━━ DATA RECORDS ━━
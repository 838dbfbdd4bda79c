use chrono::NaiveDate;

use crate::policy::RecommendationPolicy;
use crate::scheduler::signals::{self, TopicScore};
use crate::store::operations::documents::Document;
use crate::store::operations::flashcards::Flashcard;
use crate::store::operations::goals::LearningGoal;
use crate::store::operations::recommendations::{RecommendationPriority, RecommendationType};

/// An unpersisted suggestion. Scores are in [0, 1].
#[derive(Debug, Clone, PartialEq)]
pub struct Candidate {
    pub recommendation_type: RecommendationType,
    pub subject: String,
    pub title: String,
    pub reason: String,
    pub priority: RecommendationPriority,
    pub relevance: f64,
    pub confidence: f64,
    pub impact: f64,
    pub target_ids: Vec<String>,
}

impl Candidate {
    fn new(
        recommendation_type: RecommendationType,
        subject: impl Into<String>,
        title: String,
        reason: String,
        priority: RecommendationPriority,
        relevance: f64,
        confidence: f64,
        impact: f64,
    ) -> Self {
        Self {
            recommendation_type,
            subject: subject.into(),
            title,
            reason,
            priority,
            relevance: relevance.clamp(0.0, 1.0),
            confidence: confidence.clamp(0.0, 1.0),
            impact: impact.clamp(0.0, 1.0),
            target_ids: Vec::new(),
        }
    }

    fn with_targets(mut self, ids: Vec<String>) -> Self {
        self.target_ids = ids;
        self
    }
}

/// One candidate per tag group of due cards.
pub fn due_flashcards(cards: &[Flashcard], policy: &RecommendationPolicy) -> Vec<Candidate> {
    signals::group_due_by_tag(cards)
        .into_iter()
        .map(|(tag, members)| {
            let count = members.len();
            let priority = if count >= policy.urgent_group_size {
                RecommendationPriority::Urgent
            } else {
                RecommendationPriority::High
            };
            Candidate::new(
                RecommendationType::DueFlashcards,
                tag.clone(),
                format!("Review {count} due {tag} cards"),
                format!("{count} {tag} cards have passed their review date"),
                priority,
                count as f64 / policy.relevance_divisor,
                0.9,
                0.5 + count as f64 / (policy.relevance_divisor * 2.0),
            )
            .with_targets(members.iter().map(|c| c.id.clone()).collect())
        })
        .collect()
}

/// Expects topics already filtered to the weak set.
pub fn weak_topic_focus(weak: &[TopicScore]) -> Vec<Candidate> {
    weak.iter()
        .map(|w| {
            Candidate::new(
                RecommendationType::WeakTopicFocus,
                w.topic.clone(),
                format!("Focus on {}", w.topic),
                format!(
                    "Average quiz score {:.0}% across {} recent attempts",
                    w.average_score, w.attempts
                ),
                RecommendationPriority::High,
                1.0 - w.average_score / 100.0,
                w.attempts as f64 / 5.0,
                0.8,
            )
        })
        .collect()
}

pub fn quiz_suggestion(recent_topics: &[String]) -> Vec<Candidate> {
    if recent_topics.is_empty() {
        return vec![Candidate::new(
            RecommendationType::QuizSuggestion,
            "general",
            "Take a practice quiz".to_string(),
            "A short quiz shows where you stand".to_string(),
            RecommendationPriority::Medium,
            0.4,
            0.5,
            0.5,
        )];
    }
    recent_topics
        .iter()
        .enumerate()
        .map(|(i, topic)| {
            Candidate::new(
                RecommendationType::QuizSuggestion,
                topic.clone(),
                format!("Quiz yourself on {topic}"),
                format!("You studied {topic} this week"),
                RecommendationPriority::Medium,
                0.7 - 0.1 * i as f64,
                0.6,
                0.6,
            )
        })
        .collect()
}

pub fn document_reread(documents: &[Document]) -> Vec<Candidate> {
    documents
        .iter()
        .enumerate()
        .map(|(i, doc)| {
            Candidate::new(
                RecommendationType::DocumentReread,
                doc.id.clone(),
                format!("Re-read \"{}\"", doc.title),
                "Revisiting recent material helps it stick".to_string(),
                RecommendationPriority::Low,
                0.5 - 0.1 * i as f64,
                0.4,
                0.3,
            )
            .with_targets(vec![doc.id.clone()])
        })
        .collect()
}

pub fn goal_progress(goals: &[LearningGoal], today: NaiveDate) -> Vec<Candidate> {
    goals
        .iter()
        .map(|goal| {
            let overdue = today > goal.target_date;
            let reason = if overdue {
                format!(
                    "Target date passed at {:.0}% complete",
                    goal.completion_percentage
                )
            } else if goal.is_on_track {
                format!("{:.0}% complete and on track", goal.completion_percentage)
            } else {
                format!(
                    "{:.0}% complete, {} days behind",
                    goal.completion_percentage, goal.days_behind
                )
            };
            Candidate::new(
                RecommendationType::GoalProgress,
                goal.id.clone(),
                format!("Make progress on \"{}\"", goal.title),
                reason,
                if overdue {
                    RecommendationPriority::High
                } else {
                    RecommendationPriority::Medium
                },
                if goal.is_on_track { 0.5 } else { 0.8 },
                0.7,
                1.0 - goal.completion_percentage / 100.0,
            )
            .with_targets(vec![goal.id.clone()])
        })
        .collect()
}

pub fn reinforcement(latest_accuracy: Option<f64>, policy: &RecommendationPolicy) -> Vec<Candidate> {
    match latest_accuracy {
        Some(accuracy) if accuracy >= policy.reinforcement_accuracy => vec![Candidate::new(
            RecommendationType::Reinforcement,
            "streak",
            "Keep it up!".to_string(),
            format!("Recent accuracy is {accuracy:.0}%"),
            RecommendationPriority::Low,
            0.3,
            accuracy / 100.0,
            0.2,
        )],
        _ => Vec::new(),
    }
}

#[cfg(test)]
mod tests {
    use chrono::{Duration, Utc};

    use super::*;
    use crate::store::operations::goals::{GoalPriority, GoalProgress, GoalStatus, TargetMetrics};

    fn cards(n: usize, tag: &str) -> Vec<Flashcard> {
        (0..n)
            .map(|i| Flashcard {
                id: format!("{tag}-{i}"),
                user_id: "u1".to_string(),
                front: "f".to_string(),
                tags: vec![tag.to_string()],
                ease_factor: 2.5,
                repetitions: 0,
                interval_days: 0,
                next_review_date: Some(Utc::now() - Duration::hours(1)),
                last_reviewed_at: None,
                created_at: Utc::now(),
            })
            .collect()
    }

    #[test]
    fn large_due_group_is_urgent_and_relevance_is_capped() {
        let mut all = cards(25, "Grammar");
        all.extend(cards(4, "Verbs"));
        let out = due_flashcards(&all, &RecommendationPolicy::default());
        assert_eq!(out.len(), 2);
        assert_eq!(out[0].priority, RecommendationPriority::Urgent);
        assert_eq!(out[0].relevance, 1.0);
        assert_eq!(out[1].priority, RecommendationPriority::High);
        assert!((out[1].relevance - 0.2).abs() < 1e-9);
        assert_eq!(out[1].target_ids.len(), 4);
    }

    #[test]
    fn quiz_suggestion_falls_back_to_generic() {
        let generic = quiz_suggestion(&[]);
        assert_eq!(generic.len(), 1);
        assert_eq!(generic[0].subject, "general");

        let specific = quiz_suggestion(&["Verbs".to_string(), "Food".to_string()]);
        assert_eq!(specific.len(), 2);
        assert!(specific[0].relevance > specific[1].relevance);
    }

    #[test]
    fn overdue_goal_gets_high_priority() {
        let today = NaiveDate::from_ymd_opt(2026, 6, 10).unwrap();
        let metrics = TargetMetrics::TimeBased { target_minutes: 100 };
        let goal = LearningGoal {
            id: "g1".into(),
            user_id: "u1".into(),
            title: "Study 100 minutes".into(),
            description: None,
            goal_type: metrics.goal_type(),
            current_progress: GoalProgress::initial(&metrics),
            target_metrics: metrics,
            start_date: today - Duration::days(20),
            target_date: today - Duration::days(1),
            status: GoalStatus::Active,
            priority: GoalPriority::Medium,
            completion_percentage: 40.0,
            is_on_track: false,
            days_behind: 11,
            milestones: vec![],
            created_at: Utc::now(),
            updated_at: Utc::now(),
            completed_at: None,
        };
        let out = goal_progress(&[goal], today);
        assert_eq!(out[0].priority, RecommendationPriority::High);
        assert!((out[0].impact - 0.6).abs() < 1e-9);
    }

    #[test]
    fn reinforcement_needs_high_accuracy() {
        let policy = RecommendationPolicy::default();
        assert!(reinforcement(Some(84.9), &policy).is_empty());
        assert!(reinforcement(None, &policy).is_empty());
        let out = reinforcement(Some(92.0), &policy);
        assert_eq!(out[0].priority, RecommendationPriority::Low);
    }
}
━━━
━━ DATA RECORDS ━━
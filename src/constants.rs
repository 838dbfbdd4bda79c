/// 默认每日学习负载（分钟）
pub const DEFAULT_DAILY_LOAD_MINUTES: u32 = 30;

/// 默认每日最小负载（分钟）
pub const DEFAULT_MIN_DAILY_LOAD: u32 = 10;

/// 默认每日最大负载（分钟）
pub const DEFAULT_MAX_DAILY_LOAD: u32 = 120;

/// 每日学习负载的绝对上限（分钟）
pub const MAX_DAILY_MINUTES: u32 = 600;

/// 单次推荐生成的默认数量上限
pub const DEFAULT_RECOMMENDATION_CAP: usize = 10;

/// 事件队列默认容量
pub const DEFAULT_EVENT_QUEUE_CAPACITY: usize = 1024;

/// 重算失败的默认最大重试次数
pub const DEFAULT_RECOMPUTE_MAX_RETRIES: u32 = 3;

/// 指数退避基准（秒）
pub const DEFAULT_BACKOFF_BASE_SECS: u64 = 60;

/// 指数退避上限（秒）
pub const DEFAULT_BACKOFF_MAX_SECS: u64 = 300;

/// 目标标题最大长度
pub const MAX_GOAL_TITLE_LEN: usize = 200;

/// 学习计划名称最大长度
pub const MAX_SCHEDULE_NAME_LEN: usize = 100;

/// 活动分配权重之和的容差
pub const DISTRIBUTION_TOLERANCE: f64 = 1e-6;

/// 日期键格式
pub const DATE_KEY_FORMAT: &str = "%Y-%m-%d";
━━━
List each line in the listing that contains the string "None".

                last_reviewed_at: None,
            description: None,
            completed_at: None,
        assert!(reinforcement(None, &policy).is_empty());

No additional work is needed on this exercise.